De repente una sombra entre la niebla se fue acercando, lenta pero constante, ellos se percataron y le preguntaron.

-Sam-

¡Hola! ¿Nos puede ayudar? No sabemos que esta pasando aquí, y no podemos marcharnos.

La sombra se acerco más y más, hasta que estuvo cara a cara con los muchachos, un escalofrió recorrió sus cuerpos ¡no podía ser verdad lo que estaban viendo ¡su padre!

-Robert-

¡Papa! ¿Papa? No puede ser, esos es imposible tu estas muerto.

-Sam-

Es verdad, estas muerto, ¿Qué coño haces aquí?

-Padre-

No lo se hijos míos

-Robert-

Pero tú estas muerto ¿Cómo es posible? ¿Dónde coño estamos papa y que esta pasando aquí?

-Padre-

No se porque estoy aquí, pero si recuerdo vagamente este lugar, mi infancia…

Jack Reynolds había pasado parte de su infancia en un bonito pueblo llamado Silent Hill, jugaba con sus compañeros de clase sin ninguna preocupación, sin duda había pasado bonitos ratos de su infancia en aquel lugar.

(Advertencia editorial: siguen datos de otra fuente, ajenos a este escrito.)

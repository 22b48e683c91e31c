use anyhow::Context;
use clap::{value_parser, Arg, ArgAction, Command};
use dexshrink_ir::validation::validate_app;
use dexshrink_ir::{print_program, AppView, ClassInitializerSideEffects, Pass, PassOptions};
use dexshrink_tools::{format_verdicts, init_logging, read_input_string};
use std::path::PathBuf;

fn main() -> anyhow::Result<()> {
    let matches = Command::new("dexshrink-clinit")
        .about("Classifies the side effects of class initializers")
        .arg(
            Arg::new("input")
                .help("Input program in textual IR, or - for stdin")
                .required(true),
        )
        .arg(
            Arg::new("pass-rounds")
                .long("pass-rounds")
                .value_name("N")
                .value_parser(value_parser!(usize))
                .help("Maximum number of fixpoint rounds"),
        )
        .arg(
            Arg::new("print-ir")
                .long("print-ir")
                .action(ArgAction::SetTrue)
                .help("Print the program, with updated optimization info, after the pass"),
        )
        .arg(
            Arg::new("no-validate")
                .long("no-validate")
                .action(ArgAction::SetTrue)
                .help("Skip validation after the pass"),
        )
        .arg(
            Arg::new("verbose")
                .short('v')
                .long("verbose")
                .action(ArgAction::SetTrue)
                .help("Log each verdict and round"),
        )
        .get_matches();

    init_logging(matches.get_flag("verbose"));

    let input_path: PathBuf = matches
        .get_one::<String>("input")
        .map(PathBuf::from)
        .context("missing input")?;
    let options = PassOptions {
        validate: !matches.get_flag("no-validate"),
        max_rounds: matches.get_one::<usize>("pass-rounds").copied(),
    };

    let text = read_input_string(&input_path)?;
    let mut app = AppView::read_text(&text)
        .with_context(|| format!("Failed to parse {:?}", input_path))?;

    let mut pass = ClassInitializerSideEffects::with_max_rounds(options.max_rounds);
    pass.run(&mut app);

    if options.validate {
        let (valid, errors) = validate_app(&app);
        if !valid {
            anyhow::bail!("Validation failed after pass '{}':\n{}", pass.name(), errors.join("\n"));
        }
    }

    if matches.get_flag("print-ir") {
        print!("{}", print_program(&app));
    }
    print!("{}", format_verdicts(&pass.sorted_results()));
    Ok(())
}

Hasta que un día sus padres decidieron mudarse de allí de una manera precipitada, el lloro, pataleo y grito porque no quería dejar aquel lugar donde lo pasaba tan bien. Sus padres no le dieron explicación ninguna y solo cuando ya tenia veinte años y le dio por sacar el tema, sus padres le comentaron que se marcharon para salvar sus vidas por algo relacionado con un culto.

-Sam-

Nos tenemos que ir de aquí papa, esto se esta poniendo muy feo.

-Padre-

Yo no me puedo ir de aquí hijos míos, pero vosotros aun si, yo os guiare a la salida.

El hombre empezó a caminar lentamente y sus hijos le siguieron si ningún reparo.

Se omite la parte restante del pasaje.